3

I'm following an RSS feed, which returns an XML. Inside the XML are HTML tables, returned as one long string. I'm trying to access the elements of this HTML table with C#, so that I may use each of these elements as variables for another program. An example of a table:

<table cellpadding="5"><tr><td><strong>Date (GMT)</strong></td><td><strong>Event</strong></td><td><strong>Cons.</strong></td><td><strong>Actual</strong></td><td><strong>Previous</strong></td></tr><tr><td>Jun 7 11:00</td><td>Announcement</td><td>6.250 %</td><td>6.310  %</td><td>6.560  %</td></tr></table>

Just about every similar thread on here has suggested HtmlAgilityPack, which I'm trying to use. So far, I've been able to pull out the HTML table and declare it as a string variable, but I can't seem to be able to pull out the table elements.

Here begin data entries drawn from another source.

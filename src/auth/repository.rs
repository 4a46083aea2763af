// Database repositories for users and refresh tokens

use crate::auth::{error::AuthError, models::{RefreshToken, User}};
use sha2::{Digest, Sha256};
use sqlx::PgPool;

const USER_COLUMNS: &str = "id, email, password_hash, role, coins, created_at";

/// User repository for database operations
#[derive(Clone)]
pub struct UserRepository {
    pool: PgPool,
}

impl UserRepository {
    /// Create a new UserRepository
    pub fn new(pool: PgPool) -> Self {
        Self { pool }
    }

    /// Create a new user with the default role and an empty coin balance
    pub async fn create_user(&self, email: &str, password_hash: &str) -> Result<User, AuthError> {
        let query = format!(
            "INSERT INTO users (email, password_hash) VALUES ($1, $2) RETURNING {}",
            USER_COLUMNS
        );
        let user = sqlx::query_as::<_, User>(&query)
            .bind(email)
            .bind(password_hash)
            .fetch_one(&self.pool)
            .await
            .map_err(|e| {
                if let sqlx::Error::Database(db_err) = &e {
                    if db_err.is_unique_violation() {
                        return AuthError::EmailAlreadyExists;
                    }
                }
                AuthError::DatabaseError(e.to_string())
            })?;

        Ok(user)
    }

    /// Find a user by email (case-insensitive)
    pub async fn find_by_email(&self, email: &str) -> Result<Option<User>, AuthError> {
        let query = format!(
            "SELECT {} FROM users WHERE LOWER(email) = LOWER($1)",
            USER_COLUMNS
        );
        let user = sqlx::query_as::<_, User>(&query)
            .bind(email)
            .fetch_optional(&self.pool)
            .await
            .map_err(|e| AuthError::DatabaseError(e.to_string()))?;

        Ok(user)
    }

    /// Find a user by ID
    pub async fn find_by_id(&self, id: i32) -> Result<Option<User>, AuthError> {
        let query = format!("SELECT {} FROM users WHERE id = $1", USER_COLUMNS);
        let user = sqlx::query_as::<_, User>(&query)
            .bind(id)
            .fetch_optional(&self.pool)
            .await
            .map_err(|e| AuthError::DatabaseError(e.to_string()))?;

        Ok(user)
    }

    /// Check if an email exists
    pub async fn email_exists(&self, email: &str) -> Result<bool, AuthError> {
        let exists: (bool,) = sqlx::query_as(
            "SELECT EXISTS(SELECT 1 FROM users WHERE LOWER(email) = LOWER($1))"
        )
        .bind(email)
        .fetch_one(&self.pool)
        .await
        .map_err(|e| AuthError::DatabaseError(e.to_string()))?;

        Ok(exists.0)
    }
}

/// Token repository for refresh token operations
#[derive(Clone)]
pub struct TokenRepository {
    pool: PgPool,
}

impl TokenRepository {
    /// Create a new TokenRepository
    pub fn new(pool: PgPool) -> Self {
        Self { pool }
    }

    /// Hash a token using SHA-256
    fn hash_token(token: &str) -> String {
        let mut hasher = Sha256::new();
        hasher.update(token.as_bytes());
        format!("{:x}", hasher.finalize())
    }

    /// Store a refresh token (hashed with SHA-256)
    pub async fn store_refresh_token(
        &self,
        user_id: i32,
        token: &str,
        expires_at: chrono::DateTime<chrono::Utc>,
    ) -> Result<(), AuthError> {
        let token_hash = Self::hash_token(token);

        sqlx::query(
            "INSERT INTO refresh_tokens (user_id, token_hash, expires_at) VALUES ($1, $2, $3)"
        )
        .bind(user_id)
        .bind(token_hash)
        .bind(expires_at)
        .execute(&self.pool)
        .await
        .map_err(|e| AuthError::DatabaseError(e.to_string()))?;

        Ok(())
    }

    /// Verify a refresh token exists and is not expired
    pub async fn verify_refresh_token(&self, token: &str) -> Result<Option<RefreshToken>, AuthError> {
        let token_hash = Self::hash_token(token);

        let refresh_token = sqlx::query_as::<_, RefreshToken>(
            "SELECT id, user_id, token_hash, expires_at, created_at
             FROM refresh_tokens
             WHERE token_hash = $1 AND expires_at > NOW()"
        )
        .bind(token_hash)
        .fetch_optional(&self.pool)
        .await
        .map_err(|e| AuthError::DatabaseError(e.to_string()))?;

        Ok(refresh_token)
    }

    /// Invalidate a refresh token
    pub async fn invalidate_token(&self, token: &str) -> Result<(), AuthError> {
        let token_hash = Self::hash_token(token);

        sqlx::query("DELETE FROM refresh_tokens WHERE token_hash = $1")
            .bind(token_hash)
            .execute(&self.pool)
            .await
            .map_err(|e| AuthError::DatabaseError(e.to_string()))?;

        Ok(())
    }

    /// Delete expired tokens
    pub async fn delete_expired_tokens(&self) -> Result<u64, AuthError> {
        let result = sqlx::query("DELETE FROM refresh_tokens WHERE expires_at < NOW()")
            .execute(&self.pool)
            .await
            .map_err(|e| AuthError::DatabaseError(e.to_string()))?;

        Ok(result.rows_affected())
    }
}
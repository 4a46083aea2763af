pub mod error;
pub mod handlers;
pub mod models;
pub mod refund_calculator;
pub mod repository;
pub mod service;

pub use error::*;
pub use handlers::*;
pub use models::*;
pub use refund_calculator::*;
pub use repository::*;
pub use service::*;
use serde::Deserialize;

/// SQL query builder for the product listing endpoint
/// Builds a single parameterized query with filters, sorting and pagination
pub struct SQLQueryBuilder {
    base_query: String,
    where_clauses: Vec<String>,
    params: Vec<String>,
    order_clause: Option<String>,
    limit: u32,
    offset: u32,
}

impl SQLQueryBuilder {
    /// Creates a new SQLQueryBuilder with default values
    pub fn new() -> Self {
        Self {
            base_query: "SELECT id, name, category, description, price, image_url, stock, \
                         specifications, created_at, updated_at FROM products"
                .to_string(),
            where_clauses: Vec::new(),
            params: Vec::new(),
            order_clause: None,
            limit: 10,
            offset: 0,
        }
    }

    /// Adds a search filter for partial name matching (case-insensitive)
    pub fn add_search_filter(&mut self, search: &str) {
        let param_index = self.params.len() + 1;
        self.where_clauses.push(format!("name ILIKE ${}", param_index));
        self.params.push(format!("%{}%", search));
    }

    /// Adds a category filter (case-insensitive exact match)
    pub fn add_category_filter(&mut self, category: &str) {
        let param_index = self.params.len() + 1;
        self.where_clauses
            .push(format!("category ILIKE ${}", param_index));
        self.params.push(category.to_string());
    }

    /// Adds price range filters; bounds are inclusive. Parameters travel
    /// as text, so the comparison casts them back to numeric.
    pub fn add_price_range(&mut self, min: Option<f64>, max: Option<f64>) {
        if let Some(min_price) = min {
            let param_index = self.params.len() + 1;
            self.where_clauses
                .push(format!("price >= ${}::numeric", param_index));
            self.params.push(min_price.to_string());
        }

        if let Some(max_price) = max {
            let param_index = self.params.len() + 1;
            self.where_clauses
                .push(format!("price <= ${}::numeric", param_index));
            self.params.push(max_price.to_string());
        }
    }

    /// Sets the sort order for the query
    pub fn set_sort(&mut self, field: SortField, order: SortOrder) {
        let field_name = match field {
            SortField::Price => "price",
            SortField::Name => "name",
            SortField::CreatedAt => "created_at",
        };

        let order_str = match order {
            SortOrder::Asc => "ASC",
            SortOrder::Desc => "DESC",
        };

        self.order_clause = Some(format!("{} {}", field_name, order_str));
    }

    /// Sets pagination from a 1-indexed page number and page size
    pub fn set_pagination(&mut self, page: u32, limit: u32) {
        self.limit = limit;
        self.offset = (page - 1) * limit;
    }

    /// Builds the final SQL query string with all parameters
    /// Returns a tuple of (query_string, parameters)
    pub fn build(&self) -> (String, Vec<String>) {
        let mut query = self.base_query.clone();

        if !self.where_clauses.is_empty() {
            query.push_str(" WHERE ");
            query.push_str(&self.where_clauses.join(" AND "));
        }

        if let Some(ref order) = self.order_clause {
            query.push_str(" ORDER BY ");
            query.push_str(order);
        } else {
            query.push_str(" ORDER BY id");
        }

        // LIMIT and OFFSET are validated integers, inlined directly
        query.push_str(&format!(" LIMIT {}", self.limit));
        query.push_str(&format!(" OFFSET {}", self.offset));

        (query, self.params.clone())
    }
}

impl Default for SQLQueryBuilder {
    fn default() -> Self {
        Self::new()
    }
}

/// Query parameters extracted from the HTTP request
/// All fields are optional to support flexible querying
#[derive(Debug, Deserialize)]
pub struct QueryParams {
    /// Search term for partial name matching (case-insensitive)
    pub search: Option<String>,
    /// Filter by category (case-insensitive exact match)
    pub category: Option<String>,
    /// Minimum price filter (inclusive)
    pub min_price: Option<f64>,
    /// Maximum price filter (inclusive)
    pub max_price: Option<f64>,
    /// Sort field: "price", "name" or "created_at"
    pub sort: Option<String>,
    /// Sort order: "asc" or "desc"
    pub order: Option<String>,
    /// Page number (1-indexed, defaults to 1)
    pub page: Option<u32>,
    /// Items per page (defaults to 10, capped at 100)
    pub limit: Option<u32>,
}

/// Sort field options
#[derive(Debug, Clone, Copy, PartialEq, Eq)]
pub enum SortField {
    Price,
    Name,
    CreatedAt,
}

/// Sort order options
#[derive(Debug, Clone, Copy, PartialEq, Eq)]
pub enum SortOrder {
    Asc,
    Desc,
}

/// Validated and normalized query parameters
#[derive(Debug)]
pub struct ValidatedQuery {
    pub search: Option<String>,
    pub category: Option<String>,
    pub min_price: Option<f64>,
    pub max_price: Option<f64>,
    pub sort_field: Option<SortField>,
    pub sort_order: SortOrder,
    pub page: u32,
    pub limit: u32,
}

/// Validation error type for query parameters
#[derive(Debug)]
pub struct ValidationError {
    pub message: String,
}

impl std::fmt::Display for ValidationError {
    fn fmt(&self, f: &mut std::fmt::Formatter<'_>) -> std::fmt::Result {
        write!(f, "{}", self.message)
    }
}

impl std::error::Error for ValidationError {}

/// Query parameter validator
pub struct QueryValidator;

impl QueryValidator {
    /// Validates and normalizes query parameters
    pub fn validate(params: QueryParams) -> Result<ValidatedQuery, ValidationError> {
        let search = Self::normalize_string(params.search);
        let category = Self::normalize_string(params.category);

        let min_price = match params.min_price {
            Some(price) => {
                Self::validate_price(price, "min_price")?;
                Some(price)
            }
            None => None,
        };

        let max_price = match params.max_price {
            Some(price) => {
                Self::validate_price(price, "max_price")?;
                Some(price)
            }
            None => None,
        };

        if let (Some(min), Some(max)) = (min_price, max_price) {
            if min > max {
                return Err(ValidationError {
                    message: "min_price cannot be greater than max_price".to_string(),
                });
            }
        }

        let sort_field = match params.sort {
            Some(ref sort_str) => Some(Self::parse_sort_field(sort_str)?),
            None => None,
        };

        let sort_order = match params.order {
            Some(ref order_str) => Self::parse_sort_order(order_str)?,
            None => SortOrder::Asc,
        };

        let page = params.page.unwrap_or(1);
        if page == 0 {
            return Err(ValidationError {
                message: "page must be at least 1".to_string(),
            });
        }

        let limit = params.limit.unwrap_or(10);
        if limit == 0 || limit > 100 {
            return Err(ValidationError {
                message: "limit must be between 1 and 100".to_string(),
            });
        }

        Ok(ValidatedQuery {
            search,
            category,
            min_price,
            max_price,
            sort_field,
            sort_order,
            page,
            limit,
        })
    }

    /// Trims a string parameter; empty becomes None
    fn normalize_string(value: Option<String>) -> Option<String> {
        value
            .map(|s| s.trim().to_string())
            .filter(|s| !s.is_empty())
    }

    fn validate_price(price: f64, field: &str) -> Result<(), ValidationError> {
        if price.is_finite() && price >= 0.0 {
            Ok(())
        } else {
            Err(ValidationError {
                message: format!("{} must be a non-negative number", field),
            })
        }
    }

    fn parse_sort_field(value: &str) -> Result<SortField, ValidationError> {
        match value.to_lowercase().as_str() {
            "price" => Ok(SortField::Price),
            "name" => Ok(SortField::Name),
            "created_at" => Ok(SortField::CreatedAt),
            _ => Err(ValidationError {
                message: format!("Invalid sort field: {}", value),
            }),
        }
    }

    fn parse_sort_order(value: &str) -> Result<SortOrder, ValidationError> {
        match value.to_lowercase().as_str() {
            "asc" => Ok(SortOrder::Asc),
            "desc" => Ok(SortOrder::Desc),
            _ => Err(ValidationError {
                message: format!("Invalid sort order: {}", value),
            }),
        }
    }
}

#[cfg(test)]
mod tests {
    use super::*;

    fn empty_params() -> QueryParams {
        QueryParams {
            search: None,
            category: None,
            min_price: None,
            max_price: None,
            sort: None,
            order: None,
            page: None,
            limit: None,
        }
    }

    #[test]
    fn test_defaults() {
        let validated = QueryValidator::validate(empty_params()).unwrap();
        assert_eq!(validated.page, 1);
        assert_eq!(validated.limit, 10);
        assert_eq!(validated.sort_order, SortOrder::Asc);
        assert!(validated.sort_field.is_none());
    }

    #[test]
    fn test_price_range_validation() {
        let mut params = empty_params();
        params.min_price = Some(500.0);
        params.max_price = Some(100.0);
        assert!(QueryValidator::validate(params).is_err());
    }

    #[test]
    fn test_invalid_sort_field() {
        let mut params = empty_params();
        params.sort = Some("popularity".to_string());
        assert!(QueryValidator::validate(params).is_err());
    }

    #[test]
    fn test_builder_composes_filters() {
        let mut builder = SQLQueryBuilder::new();
        builder.add_search_filter("mug");
        builder.add_category_filter("kitchen");
        builder.add_price_range(Some(100.0), Some(1000.0));
        builder.set_sort(SortField::Price, SortOrder::Desc);
        builder.set_pagination(2, 20);

        let (query, params) = builder.build();
        assert!(query.contains("name ILIKE $1"));
        assert!(query.contains("category ILIKE $2"));
        assert!(query.contains("price >= $3::numeric"));
        assert!(query.contains("price <= $4::numeric"));
        assert!(query.contains("ORDER BY price DESC"));
        assert!(query.contains("LIMIT 20"));
        assert!(query.contains("OFFSET 20"));
        assert_eq!(params, vec!["%mug%", "kitchen", "100", "1000"]);
    }

    #[test]
    fn test_builder_without_filters() {
        let (query, params) = SQLQueryBuilder::new().build();
        assert!(!query.contains("WHERE"));
        assert!(query.contains("ORDER BY id"));
        assert!(params.is_empty());
    }

    #[test]
    fn test_normalized_strings() {
        let mut params = empty_params();
        params.search = Some("   ".to_string());
        params.category = Some(" kitchen ".to_string());
        let validated = QueryValidator::validate(params).unwrap();
        assert!(validated.search.is_none());
        assert_eq!(validated.category.as_deref(), Some("kitchen"));
    }
}
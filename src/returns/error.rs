use axum::{
    http::StatusCode,
    response::{IntoResponse, Response},
    Json,
};
use serde_json::json;

use crate::promotions::PromotionError;

/// Error types for return operations
#[derive(Debug, thiserror::Error)]
pub enum ReturnError {
    #[error("Database error: {0}")]
    DatabaseError(String),

    #[error("Return request not found")]
    NotFound,

    #[error("Order not found")]
    OrderNotFound,

    #[error("Order is not returnable: {0}")]
    NotReturnable(String),

    #[error("A return has already been requested for this order")]
    AlreadyRequested,

    #[error("Return request has already been resolved")]
    AlreadyResolved,

    #[error("Forbidden: {0}")]
    Forbidden(String),

    #[error("Validation error: {0}")]
    ValidationError(String),

    #[error(transparent)]
    Promotion(#[from] PromotionError),
}

impl From<sqlx::Error> for ReturnError {
    fn from(err: sqlx::Error) -> Self {
        if let sqlx::Error::Database(db_err) = &err {
            if db_err.is_unique_violation() {
                return ReturnError::AlreadyRequested;
            }
        }
        ReturnError::DatabaseError(err.to_string())
    }
}

impl IntoResponse for ReturnError {
    fn into_response(self) -> Response {
        let (status, error_message) = match self {
            ReturnError::DatabaseError(msg) => {
                tracing::error!("Database error in returns: {}", msg);
                (
                    StatusCode::INTERNAL_SERVER_ERROR,
                    "Internal server error".to_string(),
                )
            }
            ReturnError::NotFound => {
                (StatusCode::NOT_FOUND, "Return request not found".to_string())
            }
            ReturnError::OrderNotFound => (StatusCode::NOT_FOUND, "Order not found".to_string()),
            ReturnError::NotReturnable(msg) => (StatusCode::BAD_REQUEST, msg),
            ReturnError::AlreadyRequested => (
                StatusCode::CONFLICT,
                "A return has already been requested for this order".to_string(),
            ),
            ReturnError::AlreadyResolved => (
                StatusCode::CONFLICT,
                "Return request has already been resolved".to_string(),
            ),
            ReturnError::Forbidden(msg) => (StatusCode::FORBIDDEN, msg),
            ReturnError::ValidationError(msg) => (StatusCode::BAD_REQUEST, msg),
            ReturnError::Promotion(inner) => return inner.into_response(),
        };

        let body = Json(json!({
            "error": error_message,
        }));

        (status, body).into_response()
    }
}
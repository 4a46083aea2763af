// Error types for the promotions subsystem
// Covers coupon/discount evaluation, instruction parsing and coin operations

use thiserror::Error;
use axum::{
    http::StatusCode,
    response::{IntoResponse, Response},
    Json,
};
use serde_json::json;

/// Main error type for promotion evaluation and coin operations
///
/// Evaluator failures are terminal for the calling request: no retry,
/// no partial success. The HTTP layer maps each variant to a status.
#[derive(Debug, Error)]
pub enum PromotionError {
    /// Code or entity does not exist, or is inactive
    #[error("Not found: {0}")]
    NotFound(String),

    /// Validity window has not opened yet (eligibility-filter path only;
    /// the validators collapse this case into Expired)
    #[error("Promotion has not started yet")]
    NotStarted,

    /// Outside the validity window
    #[error("Promotion has expired or is not yet valid")]
    Expired,

    /// Global or per-user usage cap hit
    #[error("Usage limit of {limit} reached")]
    LimitReached { limit: i64 },

    /// Order total under the required minimum purchase
    #[error("Order total {order_total} is below the minimum of {minimum}")]
    BelowMinimum {
        minimum: rust_decimal::Decimal,
        order_total: rust_decimal::Decimal,
    },

    /// Redemption requested beyond the available balance
    #[error("Insufficient coins: requested {requested}, available {available}")]
    InsufficientCoins { requested: i64, available: i64 },

    /// Non-positive amounts or missing required fields
    #[error("Invalid input: {0}")]
    InvalidInput(String),

    /// Database operation errors
    #[error("Database error: {0}")]
    DatabaseError(#[from] sqlx::Error),

    /// Errors parsing JSONB payloads (rule metadata, specifications)
    #[error("JSON error: {0}")]
    JsonError(#[from] serde_json::Error),
}

/// Result type alias for promotion operations
pub type PromotionResult<T> = Result<T, PromotionError>;

impl From<validator::ValidationErrors> for PromotionError {
    fn from(err: validator::ValidationErrors) -> Self {
        PromotionError::InvalidInput(err.to_string())
    }
}

impl IntoResponse for PromotionError {
    fn into_response(self) -> Response {
        let (status, error_message) = match &self {
            PromotionError::NotFound(_) => (StatusCode::NOT_FOUND, "Not found"),
            PromotionError::NotStarted => (StatusCode::BAD_REQUEST, "Promotion not started"),
            PromotionError::Expired => (StatusCode::BAD_REQUEST, "Promotion expired"),
            PromotionError::LimitReached { .. } => (StatusCode::BAD_REQUEST, "Usage limit reached"),
            PromotionError::BelowMinimum { .. } => {
                (StatusCode::BAD_REQUEST, "Below minimum purchase")
            }
            PromotionError::InsufficientCoins { .. } => {
                (StatusCode::BAD_REQUEST, "Insufficient coins")
            }
            PromotionError::InvalidInput(_) => (StatusCode::BAD_REQUEST, "Invalid input"),
            PromotionError::DatabaseError(ref e) => {
                tracing::error!("Database error: {}", e);
                (StatusCode::INTERNAL_SERVER_ERROR, "Database error")
            }
            PromotionError::JsonError(_) => (StatusCode::BAD_REQUEST, "JSON parsing error"),
        };

        let body = Json(json!({
            "error": error_message,
            "details": self.to_string(),
        }));

        (status, body).into_response()
    }
}

#[cfg(test)]
mod tests {
    use super::*;
    use rust_decimal::Decimal;

    #[test]
    fn test_error_display() {
        let error = PromotionError::NotFound("coupon SAVE10".to_string());
        assert_eq!(error.to_string(), "Not found: coupon SAVE10");

        let error = PromotionError::LimitReached { limit: 3 };
        assert_eq!(error.to_string(), "Usage limit of 3 reached");

        let error = PromotionError::InsufficientCoins {
            requested: 100,
            available: 20,
        };
        assert_eq!(
            error.to_string(),
            "Insufficient coins: requested 100, available 20"
        );
    }

    #[test]
    fn test_below_minimum_display() {
        let error = PromotionError::BelowMinimum {
            minimum: Decimal::from(500),
            order_total: Decimal::from(200),
        };
        assert_eq!(
            error.to_string(),
            "Order total 200 is below the minimum of 500"
        );
    }

    #[test]
    fn test_error_from_sqlx() {
        let sqlx_error = sqlx::Error::RowNotFound;
        let err: PromotionError = sqlx_error.into();
        assert!(matches!(err, PromotionError::DatabaseError(_)));
    }
}
// Performance metrics for the promotions subsystem
//
// Tracks evaluation counts, execution times, cache hit rates and slow
// operations so rule-evaluation bottlenecks show up in the admin panel.

use std::sync::atomic::{AtomicU64, Ordering};
use std::sync::Arc;
use std::time::{Duration, Instant};

/// Threshold above which an operation counts as slow (100ms)
const SLOW_OPERATION_THRESHOLD_MS: u64 = 100;

#[derive(Debug, Clone)]
pub struct PromotionMetrics {
    inner: Arc<MetricsInner>,
}

#[derive(Debug)]
struct MetricsInner {
    cache_hits: AtomicU64,
    cache_misses: AtomicU64,

    coupon_evaluations: AtomicU64,
    discount_evaluations: AtomicU64,
    instruction_parses: AtomicU64,
    coin_calculations: AtomicU64,

    // Timing totals in microseconds
    total_coupon_time_us: AtomicU64,
    total_discount_time_us: AtomicU64,
    total_coin_time_us: AtomicU64,

    slow_coupon_evaluations: AtomicU64,
    slow_discount_evaluations: AtomicU64,
    slow_coin_calculations: AtomicU64,
}

impl PromotionMetrics {
    pub fn new() -> Self {
        Self {
            inner: Arc::new(MetricsInner {
                cache_hits: AtomicU64::new(0),
                cache_misses: AtomicU64::new(0),
                coupon_evaluations: AtomicU64::new(0),
                discount_evaluations: AtomicU64::new(0),
                instruction_parses: AtomicU64::new(0),
                coin_calculations: AtomicU64::new(0),
                total_coupon_time_us: AtomicU64::new(0),
                total_discount_time_us: AtomicU64::new(0),
                total_coin_time_us: AtomicU64::new(0),
                slow_coupon_evaluations: AtomicU64::new(0),
                slow_discount_evaluations: AtomicU64::new(0),
                slow_coin_calculations: AtomicU64::new(0),
            }),
        }
    }

    pub fn record_cache_hit(&self) {
        self.inner.cache_hits.fetch_add(1, Ordering::Relaxed);
    }

    pub fn record_cache_miss(&self) {
        self.inner.cache_misses.fetch_add(1, Ordering::Relaxed);
    }

    /// Cache hit rate between 0.0 and 1.0
    pub fn cache_hit_rate(&self) -> f64 {
        let hits = self.inner.cache_hits.load(Ordering::Relaxed);
        let misses = self.inner.cache_misses.load(Ordering::Relaxed);
        let total = hits + misses;
        if total == 0 {
            0.0
        } else {
            hits as f64 / total as f64
        }
    }

    pub fn record_instruction_parse(&self) {
        self.inner.instruction_parses.fetch_add(1, Ordering::Relaxed);
    }

    pub fn start_coupon_evaluation(&self) -> OperationTimer {
        self.inner.coupon_evaluations.fetch_add(1, Ordering::Relaxed);
        OperationTimer::new(self.clone(), Operation::Coupon)
    }

    pub fn start_discount_evaluation(&self) -> OperationTimer {
        self.inner.discount_evaluations.fetch_add(1, Ordering::Relaxed);
        OperationTimer::new(self.clone(), Operation::Discount)
    }

    pub fn start_coin_calculation(&self) -> OperationTimer {
        self.inner.coin_calculations.fetch_add(1, Ordering::Relaxed);
        OperationTimer::new(self.clone(), Operation::Coins)
    }

    fn record_elapsed(&self, operation: Operation, elapsed: Duration) {
        let micros = elapsed.as_micros() as u64;
        let slow = elapsed.as_millis() as u64 >= SLOW_OPERATION_THRESHOLD_MS;
        let inner = &self.inner;
        match operation {
            Operation::Coupon => {
                inner.total_coupon_time_us.fetch_add(micros, Ordering::Relaxed);
                if slow {
                    inner.slow_coupon_evaluations.fetch_add(1, Ordering::Relaxed);
                }
            }
            Operation::Discount => {
                inner.total_discount_time_us.fetch_add(micros, Ordering::Relaxed);
                if slow {
                    inner.slow_discount_evaluations.fetch_add(1, Ordering::Relaxed);
                }
            }
            Operation::Coins => {
                inner.total_coin_time_us.fetch_add(micros, Ordering::Relaxed);
                if slow {
                    inner.slow_coin_calculations.fetch_add(1, Ordering::Relaxed);
                }
            }
        }
    }

    /// Snapshot of all counters for the admin endpoint
    pub fn snapshot(&self) -> MetricsSnapshot {
        let inner = &self.inner;
        MetricsSnapshot {
            cache_hits: inner.cache_hits.load(Ordering::Relaxed),
            cache_misses: inner.cache_misses.load(Ordering::Relaxed),
            cache_hit_rate: self.cache_hit_rate(),
            coupon_evaluations: inner.coupon_evaluations.load(Ordering::Relaxed),
            discount_evaluations: inner.discount_evaluations.load(Ordering::Relaxed),
            instruction_parses: inner.instruction_parses.load(Ordering::Relaxed),
            coin_calculations: inner.coin_calculations.load(Ordering::Relaxed),
            total_coupon_time_us: inner.total_coupon_time_us.load(Ordering::Relaxed),
            total_discount_time_us: inner.total_discount_time_us.load(Ordering::Relaxed),
            total_coin_time_us: inner.total_coin_time_us.load(Ordering::Relaxed),
            slow_coupon_evaluations: inner.slow_coupon_evaluations.load(Ordering::Relaxed),
            slow_discount_evaluations: inner.slow_discount_evaluations.load(Ordering::Relaxed),
            slow_coin_calculations: inner.slow_coin_calculations.load(Ordering::Relaxed),
        }
    }
}

impl Default for PromotionMetrics {
    fn default() -> Self {
        Self::new()
    }
}

#[derive(Debug, Clone, Copy)]
enum Operation {
    Coupon,
    Discount,
    Coins,
}

/// Times one operation; records on drop
pub struct OperationTimer {
    metrics: PromotionMetrics,
    operation: Operation,
    start: Instant,
}

impl OperationTimer {
    fn new(metrics: PromotionMetrics, operation: Operation) -> Self {
        Self {
            metrics,
            operation,
            start: Instant::now(),
        }
    }
}

impl Drop for OperationTimer {
    fn drop(&mut self) {
        self.metrics.record_elapsed(self.operation, self.start.elapsed());
    }
}

/// Point-in-time view of the counters
#[derive(Debug, Clone, serde::Serialize)]
pub struct MetricsSnapshot {
    pub cache_hits: u64,
    pub cache_misses: u64,
    pub cache_hit_rate: f64,
    pub coupon_evaluations: u64,
    pub discount_evaluations: u64,
    pub instruction_parses: u64,
    pub coin_calculations: u64,
    pub total_coupon_time_us: u64,
    pub total_discount_time_us: u64,
    pub total_coin_time_us: u64,
    pub slow_coupon_evaluations: u64,
    pub slow_discount_evaluations: u64,
    pub slow_coin_calculations: u64,
}

#[cfg(test)]
mod tests {
    use super::*;

    #[test]
    fn test_cache_hit_rate() {
        let metrics = PromotionMetrics::new();
        assert_eq!(metrics.cache_hit_rate(), 0.0);

        metrics.record_cache_hit();
        metrics.record_cache_hit();
        metrics.record_cache_hit();
        metrics.record_cache_miss();
        assert_eq!(metrics.cache_hit_rate(), 0.75);
    }

    #[test]
    fn test_timer_records_on_drop() {
        let metrics = PromotionMetrics::new();
        {
            let _timer = metrics.start_coupon_evaluation();
        }
        let snapshot = metrics.snapshot();
        assert_eq!(snapshot.coupon_evaluations, 1);
    }

    #[test]
    fn test_snapshot_counts() {
        let metrics = PromotionMetrics::new();
        metrics.record_instruction_parse();
        metrics.record_instruction_parse();
        {
            let _t = metrics.start_discount_evaluation();
        }
        {
            let _t = metrics.start_coin_calculation();
        }

        let snapshot = metrics.snapshot();
        assert_eq!(snapshot.instruction_parses, 2);
        assert_eq!(snapshot.discount_evaluations, 1);
        assert_eq!(snapshot.coin_calculations, 1);
    }
}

The following is my hack, based on several users' suggestions:

XmlDocument xDoc = new XmlDocument();
xDoc.Load("http://rssfeed.com");
string descr = xDoc.SelectSingleNode("rss/channel/item/description").InnerText;

HtmlAgilityPack.HtmlDocument doc = new HtmlAgilityPack.HtmlDocument();
doc.LoadHtml("descr");
// A Print statement here (textBox1.Text = descr;) shows that I'm successfully accessing the HTML table
var table = doc.DocumentNode.Descendants("tr")
.Select(n => n.Elements("td").Select(o => o.InnerText).ToArray());

foreach (var tr in table)
{
textBox1.Text = String.Format("{0} {1} {2}", tr[0], tr[1], tr[2]);
}

Any and all suggestions are extremely welcome.

Thanks, D

user1442073
  • 37
  • 1
  • 7
  • 3
    The HTML Agility Pack is best used for HTML from unknown sources and that may not be well structured. Seeing as you have XML and the embedded HTML tables _are_ well formed XML as well, just use the `XmlDocument` as you do (or perhaps `XDocument`, if you can). – Oded Jun 07 '12 at 12:12
  • Oded, thanks for your reply. I actually tried that initially but after several failed attempts, a ton of searches led me to the Agility Pack. That said, if you can point me to an example using just XmlDocument, since I've been unable to find one on my own, I would greatly appreciate it. - Thanks – user1442073 Jun 07 '12 at 13:14

1 Answers1

2

This worked for me, and as long as the Html works as Xml it will for you (and the values are always within a TD). The Value of a TD with a single element inside (aka the strong's) is the same as that element's value.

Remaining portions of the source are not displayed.